Calculation of features for the donor site

(A) SQUIRLS calculates seven features to evaluate variant impact on the donor site. The individual information content $\left(R_i\right)$ of the reference and alternate canonical splice site and of the donor site in the following exon (Exon $k+1$) are calculated and used to determine the difference in information content between the reference and alternate canonical splice site $\left(\Delta R_{ican}\right)$, the difference between the best candidate cryptic splice site and the alternate sequence of the canonical splice site $\left(\Delta R_{icrypt}\right)$, and the difference between the donor site at exon k and k+1$\left(\Delta R_{inext}\right)$, because differences in splice site strength can be predictive of exon skipping.¹⁴ See Table 1 for information about other features.

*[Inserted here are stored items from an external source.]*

//! Token interpolation for animated theme transitions.

use atrium_core::EasingCurve;

use crate::color::Rgba;
use crate::tokens::TokenMap;

/// Maps linear progress in `[0, 1]` onto the curve. Endpoints are exact.
pub fn ease(curve: EasingCurve, t: f64) -> f64 {
    let t = t.clamp(0.0, 1.0);
    match curve {
        EasingCurve::Linear => t,
        EasingCurve::EaseIn => t * t * t,
        EasingCurve::EaseOut => 1.0 - (1.0 - t).powi(3),
        EasingCurve::EaseInOut => {
            if t < 0.5 {
                4.0 * t * t * t
            } else {
                1.0 - (-2.0 * t + 2.0).powi(3) / 2.0
            }
        }
    }
}

/// Interpolates two token maps.
///
/// Colors present on both sides are mixed and written in the target's
/// syntax. Any other value keeps the `from` side until `progress` reaches
/// 1. At `progress <= 0` the result is `from`, at `progress >= 1` it is
/// `to`, both verbatim.
pub fn interpolate(from: &TokenMap, to: &TokenMap, progress: f64) -> TokenMap {
    if progress <= 0.0 {
        return from.clone();
    }
    if progress >= 1.0 {
        return to.clone();
    }

    let mut frame = TokenMap::new();
    for (name, target) in to {
        let value = match from.get(name) {
            Some(start) => blend(start, target, progress),
            None => target.clone(),
        };
        frame.insert(name.clone(), value);
    }
    for (name, start) in from {
        frame.entry(name.clone()).or_insert_with(|| start.clone());
    }
    frame
}

fn blend(start: &str, target: &str, progress: f64) -> String {
    match (Rgba::parse(start), Rgba::parse_with_format(target)) {
        (Some(a), Some((b, format))) => a.lerp(&b, progress).format(format),
        _ => start.to_string(),
    }
}

/// A running transition between two flattened token maps.
#[derive(Debug, Clone, PartialEq)]
pub struct AnimationState {
    from: TokenMap,
    to: TokenMap,
    generation: u64,
    step: u32,
    steps: u32,
    curve: EasingCurve,
}

impl AnimationState {
    pub fn new(from: TokenMap, to: TokenMap, generation: u64, steps: u32, curve: EasingCurve) -> Self {
        Self {
            from,
            to,
            generation,
            step: 0,
            steps: steps.max(1),
            curve,
        }
    }

    pub fn generation(&self) -> u64 {
        self.generation
    }

    /// Linear progress in `[0, 1]`.
    pub fn progress(&self) -> f64 {
        f64::from(self.step) / f64::from(self.steps)
    }

    pub fn is_finished(&self) -> bool {
        self.step >= self.steps
    }

    pub fn target(&self) -> &TokenMap {
        &self.to
    }

    /// Tokens for the current step.
    pub fn frame(&self) -> TokenMap {
        interpolate(&self.from, &self.to, ease(self.curve, self.progress()))
    }

    /// Moves one step forward and returns the new frame.
    pub fn advance(&mut self) -> TokenMap {
        self.step = (self.step + 1).min(self.steps);
        self.frame()
    }
}
//! The UI loop message queue.
//!
//! This is the only synchronization point between the UI thread and the
//! rest of the process. Watcher threads, the task runner and timers post
//! [`ShellMessage`]s; the loop drains them in order and performs every
//! state mutation itself.

use std::path::PathBuf;
use std::time::Duration;

use tokio::sync::mpsc;

use crate::event::RouteParams;
use crate::task::{TaskId, TaskOutcome};

/// Messages delivered to the UI loop.
#[derive(Debug)]
pub enum ShellMessage {
    /// A debounced batch of modified paths from the theme watcher.
    FilesChanged(Vec<PathBuf>),
    /// The theme watcher gave up after repeated failures.
    WatcherDisabled { reason: String },
    /// A theme animation frame is due.
    AnimationTick { generation: u64 },
    /// A background task finished.
    TaskCompleted { id: TaskId, outcome: TaskOutcome },
    /// A page asked the shell to navigate.
    Navigate { path: String, params: RouteParams },
    /// A page asked the shell to switch themes.
    ApplyTheme { name: String, animate: bool },
    /// Stop the loop.
    Quit,
}

/// Cloneable, thread-safe handle for posting into the queue.
#[derive(Debug, Clone)]
pub struct QueueSender {
    sender: mpsc::UnboundedSender<ShellMessage>,
}

impl QueueSender {
    /// Posts a message. Returns `false` if the loop has shut down.
    pub fn post(&self, message: ShellMessage) -> bool {
        self.sender.send(message).is_ok()
    }

    /// Posts `message` after `delay` on the current tokio runtime.
    ///
    /// Outside a runtime the message is posted immediately.
    pub fn post_after(&self, delay: Duration, message: ShellMessage) {
        match tokio::runtime::Handle::try_current() {
            Ok(handle) => {
                let sender = self.clone();
                handle.spawn(async move {
                    tokio::time::sleep(delay).await;
                    sender.post(message);
                });
            }
            Err(_) => {
                self.post(message);
            }
        }
    }

    /// Asks the shell to navigate to `path`.
    pub fn request_navigation(&self, path: impl Into<String>, params: RouteParams) -> bool {
        self.post(ShellMessage::Navigate {
            path: path.into(),
            params,
        })
    }

    /// Asks the shell to apply a theme.
    pub fn request_theme(&self, name: impl Into<String>, animate: bool) -> bool {
        self.post(ShellMessage::ApplyTheme {
            name: name.into(),
            animate,
        })
    }

    /// Returns true if the receiving side has been dropped.
    pub fn is_closed(&self) -> bool {
        self.sender.is_closed()
    }
}

/// Receiving side of the UI loop queue.
pub struct ShellQueue {
    sender: QueueSender,
    receiver: mpsc::UnboundedReceiver<ShellMessage>,
}

impl ShellQueue {
    /// Creates an empty queue.
    pub fn new() -> Self {
        let (sender, receiver) = mpsc::unbounded_channel();
        Self {
            sender: QueueSender { sender },
            receiver,
        }
    }

    /// Returns a sender for this queue.
    pub fn sender(&self) -> QueueSender {
        self.sender.clone()
    }

    /// Takes the next message without waiting.
    pub fn try_next(&mut self) -> Option<ShellMessage> {
        self.receiver.try_recv().ok()
    }

    /// Waits for the next message.
    ///
    /// The queue holds its own sender, so this only returns `None` after
    /// [`ShellQueue::close`].
    pub async fn next(&mut self) -> Option<ShellMessage> {
        self.receiver.recv().await
    }

    /// Takes every message currently queued.
    pub fn drain(&mut self) -> Vec<ShellMessage> {
        let mut messages = Vec::new();
        while let Some(message) = self.try_next() {
            messages.push(message);
        }
        messages
    }

    /// Stops accepting new messages. Already queued ones can still be read.
    pub fn close(&mut self) {
        self.receiver.close();
    }
}

impl Default for ShellQueue {
    fn default() -> Self {
        Self::new()
    }
}
impl ThemeWatcher {
    /// Starts watching with the platform's notify backend.
    pub fn spawn(targets: WatchTargets, config: &WatcherConfig, queue: QueueSender) -> io::Result<Self> {
        Self::spawn_with(targets, config, queue, connect_notify)
    }

    /// Starts watching with a custom backend.
    ///
    /// `connect` is called on the watcher thread at startup and after every
    /// failure. It must deliver events into the given sender and return a
    /// guard that keeps the backend alive.
    pub fn spawn_with<C>(
        targets: WatchTargets,
        config: &WatcherConfig,
        queue: QueueSender,
        connect: C,
    ) -> io::Result<Self>
    where
        C: FnMut(&WatchTargets, RawSender) -> Result<WatchGuard, String> + Send + 'static,
    {
        let (stop_tx, stop_rx) = unbounded();
        let worker = WatchLoop {
            targets,
            policy: RetryPolicy::from_config(config),
            debouncer: Debouncer::new(config.debounce()),
            queue,
            stop: stop_rx,
        };
        let handle = std::thread::Builder::new()
            .name("atrium-theme-watcher".into())
            .spawn(move || worker.run(connect))?;

        Ok(Self {
            stop: Some(stop_tx),
            handle: Some(handle),
        })
    }

    pub fn is_running(&self) -> bool {
        self.handle.as_ref().is_some_and(|h| !h.is_finished())
    }

    /// Stops the thread and waits for it to exit.
    pub fn stop(mut self) {
        self.shutdown();
    }

    fn shutdown(&mut self) {
        self.stop.take();
        if let Some(handle) = self.handle.take() {
            if handle.join().is_err() {
                tracing::error!("Theme watcher thread panicked");
            }
        }
    }
}

impl Drop for ThemeWatcher {
    fn drop(&mut self) {
        self.shutdown();
    }
}

enum Step {
    Stop,
    Raw(RawEvent),
    Timer,
}

struct WatchLoop {
    targets: WatchTargets,
    policy: RetryPolicy,
    debouncer: Debouncer,
    queue: QueueSender,
    stop: Receiver<()>,
}

impl WatchLoop {
    fn run<C>(mut self, mut connect: C)
    where
        C: FnMut(&WatchTargets, RawSender) -> Result<WatchGuard, String>,
    {
        let (raw_tx, raw_rx) = unbounded::<RawEvent>();
        let mut guard: Option<WatchGuard> = None;
        let mut failures = 0u32;
        let mut connected_at = Instant::now();

        loop {
            if guard.is_none() {
                match connect(&self.targets, raw_tx.clone()) {
                    Ok(backend) => {
                        tracing::info!("Watching {:?} for theme changes", self.targets.dirs());
                        guard = Some(backend);
                        connected_at = Instant::now();
                    }
                    Err(reason) => {
                        failures += 1;
                        if !self.back_off(failures, &reason) {
                            return;
                        }
                        continue;
                    }
                }
            }

            let timer = self
                .debouncer
                .deadline()
                .map(crossbeam_channel::at)
                .unwrap_or_else(crossbeam_channel::never);

            let step = select! {
                recv(self.stop) -> _ => Step::Stop,
                recv(raw_rx) -> raw => match raw {
                    Ok(event) => Step::Raw(event),
                    Err(_) => Step::Stop,
                },
                recv(timer) -> _ => Step::Timer,
            };

            match step {
                Step::Stop => break,
                Step::Raw(Ok(paths)) => {
                    failures = 0;
                    let now = Instant::now();
                    for path in paths {
                        if let Some(path) = self.targets.relevant(&path) {
                            self.debouncer.push(path, now);
                        }
                    }
                }
                Step::Raw(Err(reason)) => {
                    guard = None;
                    // A backend that outlived the longest retry delay
                    // starts a new streak.
                    if connected_at.elapsed() >= self.policy.max {
                        failures = 0;
                    }
                    failures += 1;
                    if !self.back_off(failures, &reason) {
                        return;
                    }
                }
                Step::Timer => {}
            }

            if let Some(batch) = self.debouncer.take_due(Instant::now()) {
                tracing::debug!("Theme files changed: {:?}", batch);
                if !self.queue.post(ShellMessage::FilesChanged(batch)) {
                    break;
                }
            }
        }
        tracing::debug!("Theme watcher stopped");
    }

    /// Waits out the retry delay. Returns false when the loop should end,
    /// either because it gave up or because it was asked to stop.
    fn back_off(&self, failures: u32, reason: &str) -> bool {
        if self.policy.gives_up_after(failures) {
            tracing::warn!(
                "Theme watcher disabled after {} consecutive failures: {}",
                failures,
                reason
            );
            self.queue.post(ShellMessage::WatcherDisabled {
                reason: reason.to_string(),
            });
            return false;
        }

        let delay = self.policy.delay(failures);
        tracing::warn!("Theme watcher failed ({}), retrying in {:?}", reason, delay);
        select! {
            recv(self.stop) -> _ => false,
            default(delay) => true,
        }
    }
}

fn connect_notify(targets: &WatchTargets, sink: RawSender) -> Result<WatchGuard, String> {
    let mut watcher = notify::recommended_watcher(move |res: Result<Event, notify::Error>| {
        let raw = match res {
            Ok(event) => match event.kind {
                EventKind::Create(_) | EventKind::Modify(_) | EventKind::Remove(_) => {
                    Ok(event.paths)
                }
                _ => return,
            },
            Err(err) => Err(err.to_string()),
        };
        let _ = sink.send(raw);
    })
    .map_err(|e| e.to_string())?;

    for dir in targets.dirs() {
        watcher
            .watch(&dir, RecursiveMode::NonRecursive)
            .map_err(|e| format!("{}: {}", dir.display(), e))?;
    }
    Ok(Box::new(watcher))
}
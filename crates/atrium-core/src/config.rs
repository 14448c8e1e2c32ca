//! Shell configuration.
//!
//! Loaded from `<config dir>/atrium/config.toml`. Every section uses
//! `#[serde(default)]`, so a file only needs the keys it wants to change.

use serde::{Deserialize, Serialize};
use std::path::{Path, PathBuf};
use std::time::Duration;

/// Main shell configuration.
#[derive(Debug, Clone, Default, Serialize, Deserialize)]
#[serde(default)]
pub struct Config {
    /// Navigation settings
    pub router: RouterConfig,

    /// Theme engine settings
    pub theme: ThemeConfig,

    /// Hot-reload watcher settings
    pub watcher: WatcherConfig,

    /// Storage locations
    pub paths: PathsConfig,
}

impl Config {
    /// Loads config from the default location, falling back to defaults.
    pub fn load() -> Self {
        match Self::load_from_default_path() {
            Ok(config) => config,
            Err(err) => {
                tracing::warn!("Using default configuration: {}", err);
                Self::default()
            }
        }
    }

    /// Loads config from a file.
    pub fn load_from(path: impl AsRef<Path>) -> Result<Self, ConfigError> {
        let content = std::fs::read_to_string(path.as_ref())?;
        let config: Self = toml::from_str(&content)?;
        Ok(config)
    }

    fn load_from_default_path() -> Result<Self, ConfigError> {
        let path = Self::default_path()?;
        if path.exists() {
            Self::load_from(&path)
        } else {
            Ok(Self::default())
        }
    }

    /// Returns the default config file path.
    pub fn default_path() -> Result<PathBuf, ConfigError> {
        let config_dir = dirs::config_dir().ok_or(ConfigError::NoConfigDir)?;
        Ok(config_dir.join("atrium").join("config.toml"))
    }

    /// Saves the config to `path`.
    pub fn save_to(&self, path: impl AsRef<Path>) -> Result<(), ConfigError> {
        let content = toml::to_string_pretty(self)?;
        crate::settings::write_atomic(path.as_ref(), content.as_bytes())?;
        Ok(())
    }
}

/// How the router treats page instances across navigations.
#[derive(Debug, Clone, Copy, PartialEq, Eq, Default, Serialize, Deserialize)]
#[serde(rename_all = "kebab-case")]
pub enum PagePolicy {
    /// Build a fresh page every time a route is entered.
    Rebuild,
    /// Build a page once per path and reuse it afterwards.
    #[default]
    CacheByPath,
}

/// Easing curve for theme transitions.
#[derive(Debug, Clone, Copy, PartialEq, Eq, Default, Serialize, Deserialize)]
#[serde(rename_all = "kebab-case")]
pub enum EasingCurve {
    Linear,
    EaseIn,
    EaseOut,
    #[default]
    EaseInOut,
}

/// Router configuration.
#[derive(Debug, Clone, Serialize, Deserialize)]
#[serde(default)]
pub struct RouterConfig {
    /// Maximum entries kept on each history stack
    pub max_history: usize,

    /// Page reuse policy
    pub page_policy: PagePolicy,

    /// Route shown when nothing was persisted
    pub first_route: String,
}

impl Default for RouterConfig {
    fn default() -> Self {
        Self {
            max_history: 50,
            page_policy: PagePolicy::CacheByPath,
            first_route: "home".to_string(),
        }
    }
}

/// Theme engine configuration.
#[derive(Debug, Clone, Serialize, Deserialize)]
#[serde(default)]
pub struct ThemeConfig {
    /// Directory holding `<name>.json` theme files
    pub themes_dir: PathBuf,

    /// Stylesheet template with token placeholders
    pub template_path: PathBuf,

    /// Theme used when nothing was persisted
    pub default_theme: String,

    /// Animate theme switches
    pub animate: bool,

    /// Transition duration in ms
    pub animation_ms: u64,

    /// Number of interpolation frames per transition
    pub animation_steps: u32,

    /// Transition easing
    pub easing: EasingCurve,

    /// Write the last applied stylesheet into the cache dir
    pub dump_stylesheet: bool,
}

impl ThemeConfig {
    /// Shortest transition that still reads as an animation.
    pub const MIN_ANIMATION_MS: u64 = 80;

    /// Transition duration, clamped to [`Self::MIN_ANIMATION_MS`].
    pub fn animation_duration(&self) -> Duration {
        Duration::from_millis(self.animation_ms.max(Self::MIN_ANIMATION_MS))
    }

    /// Number of frames, at least one.
    pub fn steps(&self) -> u32 {
        self.animation_steps.max(1)
    }

    /// Delay between two frames.
    pub fn frame_interval(&self) -> Duration {
        (self.animation_duration() / self.steps()).max(Duration::from_millis(8))
    }
}

impl Default for ThemeConfig {
    fn default() -> Self {
        let data = app_dir(dirs::data_dir());
        Self {
            themes_dir: data.join("themes"),
            template_path: data.join("qss").join("base.qss"),
            default_theme: "Dracula".to_string(),
            animate: true,
            animation_ms: 400,
            animation_steps: 12,
            easing: EasingCurve::EaseInOut,
            dump_stylesheet: false,
        }
    }
}

/// Hot-reload watcher configuration.
#[derive(Debug, Clone, Serialize, Deserialize)]
#[serde(default)]
pub struct WatcherConfig {
    /// Watch themes and template for changes
    pub enabled: bool,

    /// Window for coalescing bursts of file events (ms)
    pub debounce_ms: u64,

    /// First retry delay after a watcher failure (ms)
    pub retry_base_ms: u64,

    /// Upper bound for the retry delay (ms)
    pub retry_max_ms: u64,

    /// Consecutive failures before the watcher disables itself
    pub max_failures: u32,
}

impl WatcherConfig {
    pub fn debounce(&self) -> Duration {
        Duration::from_millis(self.debounce_ms)
    }
}

impl Default for WatcherConfig {
    fn default() -> Self {
        Self {
            enabled: true,
            debounce_ms: 150,
            retry_base_ms: 250,
            retry_max_ms: 4000,
            max_failures: 5,
        }
    }
}

/// Storage locations.
#[derive(Debug, Clone, Serialize, Deserialize)]
#[serde(default)]
pub struct PathsConfig {
    /// Persisted settings (selected theme, last route)
    pub settings_file: PathBuf,

    /// Scratch directory for stylesheet dumps
    pub cache_dir: PathBuf,
}

impl Default for PathsConfig {
    fn default() -> Self {
        Self {
            settings_file: app_dir(dirs::config_dir()).join("settings.json"),
            cache_dir: app_dir(dirs::cache_dir()),
        }
    }
}

fn app_dir(base: Option<PathBuf>) -> PathBuf {
    base.unwrap_or_else(|| PathBuf::from(".")).join("atrium")
}

/// Configuration errors.
#[derive(Debug, thiserror::Error)]
pub enum ConfigError {
    #[error("Config directory not found")]
    NoConfigDir,

    #[error("IO error: {0}")]
    Io(#[from] std::io::Error),

    #[error("Parse error: {0}")]
    Parse(#[from] toml::de::Error),

    #[error("Serialize error: {0}")]
    Serialize(#[from] toml::ser::Error),
}

#[cfg(test)]
mod tests {
    use super::*;

    #[test]
    fn test_default_config() {
        let config = Config::default();
        assert_eq!(config.router.max_history, 50);
        assert_eq!(config.router.page_policy, PagePolicy::CacheByPath);
        assert_eq!(config.watcher.debounce_ms, 150);
        assert_eq!(config.theme.default_theme, "Dracula");
    }

    #[test]
    fn test_partial_file_keeps_defaults() {
        let config: Config = toml::from_str(
            r#"
            [router]
            page_policy = "rebuild"

            [theme]
            easing = "linear"
            animation_ms = 10
            "#,
        )
        .unwrap();

        assert_eq!(config.router.page_policy, PagePolicy::Rebuild);
        assert_eq!(config.router.max_history, 50);
        assert_eq!(config.theme.easing, EasingCurve::Linear);
        assert_eq!(
            config.theme.animation_duration(),
            Duration::from_millis(ThemeConfig::MIN_ANIMATION_MS)
        );
    }

    #[test]
    fn test_frame_interval() {
        let theme = ThemeConfig {
            animation_ms: 400,
            animation_steps: 0,
            ..ThemeConfig::default()
        };
        assert_eq!(theme.steps(), 1);
        assert_eq!(theme.frame_interval(), Duration::from_millis(400));
    }

    #[test]
    fn test_save_and_load() {
        let dir = tempfile::tempdir().unwrap();
        let path = dir.path().join("config.toml");
        let mut config = Config::default();
        config.router.first_route = "settings".into();

        config.save_to(&path).unwrap();
        let loaded = Config::load_from(&path).unwrap();

        assert_eq!(loaded.router.first_route, "settings");
    }
}
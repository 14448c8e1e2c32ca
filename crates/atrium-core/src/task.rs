//! Background task runner for pages.
//!
//! Jobs run on tokio's blocking pool. Their results come back to the UI loop
//! as [`ShellMessage::TaskCompleted`], and the completion callback (which may
//! hold UI-thread state and need not be `Send`) runs only when the loop hands
//! that message to [`TaskRunner::complete`].

use std::cell::RefCell;
use std::collections::HashMap;
use std::rc::Rc;

use uuid::Uuid;

use crate::queue::{QueueSender, ShellMessage};

/// Unique identifier for a submitted task.
#[derive(Debug, Clone, Copy, PartialEq, Eq, Hash)]
pub struct TaskId(Uuid);

impl TaskId {
    fn new() -> Self {
        Self(Uuid::new_v4())
    }
}

impl std::fmt::Display for TaskId {
    fn fmt(&self, f: &mut std::fmt::Formatter<'_>) -> std::fmt::Result {
        write!(f, "{}", self.0)
    }
}

/// What a background job produces.
pub type TaskOutcome = anyhow::Result<serde_json::Value>;

type Completion = Box<dyn FnOnce(TaskOutcome)>;

/// Runs jobs off the UI thread and routes results back through the queue.
#[derive(Clone)]
pub struct TaskRunner {
    queue: QueueSender,
    handle: tokio::runtime::Handle,
    pending: Rc<RefCell<HashMap<TaskId, Completion>>>,
}

impl TaskRunner {
    /// Creates a runner that spawns onto `handle`.
    pub fn new(queue: QueueSender, handle: tokio::runtime::Handle) -> Self {
        Self {
            queue,
            handle,
            pending: Rc::new(RefCell::new(HashMap::new())),
        }
    }

    /// Creates a runner on the runtime the caller is running in.
    pub fn current(queue: QueueSender) -> Result<Self, TaskError> {
        let handle = tokio::runtime::Handle::try_current().map_err(|_| TaskError::NoRuntime)?;
        Ok(Self::new(queue, handle))
    }

    /// Submits a job. `on_done` runs on the UI loop once the result arrives.
    pub fn spawn<J, C>(&self, job: J, on_done: C) -> TaskId
    where
        J: FnOnce() -> TaskOutcome + Send + 'static,
        C: FnOnce(TaskOutcome) + 'static,
    {
        let id = TaskId::new();
        self.pending.borrow_mut().insert(id, Box::new(on_done));

        let queue = self.queue.clone();
        self.handle.spawn(async move {
            let outcome = match tokio::task::spawn_blocking(job).await {
                Ok(outcome) => outcome,
                Err(err) => Err(anyhow::anyhow!("task {} did not finish: {}", id, err)),
            };
            if !queue.post(ShellMessage::TaskCompleted { id, outcome }) {
                tracing::debug!("Dropping result of task {}: loop is gone", id);
            }
        });

        tracing::debug!("Spawned background task {}", id);
        id
    }

    /// Delivers a finished task to its callback. Returns `false` for unknown
    /// or cancelled tasks.
    pub fn complete(&self, id: TaskId, outcome: TaskOutcome) -> bool {
        let callback = self.pending.borrow_mut().remove(&id);
        match callback {
            Some(callback) => {
                callback(outcome);
                true
            }
            None => false,
        }
    }

    /// Forgets a task; its result will be discarded on arrival.
    pub fn cancel(&self, id: TaskId) -> bool {
        self.pending.borrow_mut().remove(&id).is_some()
    }

    /// Number of tasks still waiting for delivery.
    pub fn pending(&self) -> usize {
        self.pending.borrow().len()
    }
}

impl std::fmt::Debug for TaskRunner {
    fn fmt(&self, f: &mut std::fmt::Formatter<'_>) -> std::fmt::Result {
        f.debug_struct("TaskRunner")
            .field("pending", &self.pending())
            .finish()
    }
}

/// Task runner errors.
#[derive(Debug, thiserror::Error)]
pub enum TaskError {
    #[error("No tokio runtime available for background tasks")]
    NoRuntime,
}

(B) In this example, a variant in intron k creates a cryptic splice site with 8 bits, which is greater than the individual information of the canonical splice site (4.5 bits), so $\Delta R_{icrypt}$ = 3.5 bits. The variant does not change the sequence of the canonical splice site, so $\Delta R_{ican}$ = 0. The individual information of the donor site of the next exon has 0.5 bits more than that of exon k, so $\Delta R_{inext}$ = −0.5 bits.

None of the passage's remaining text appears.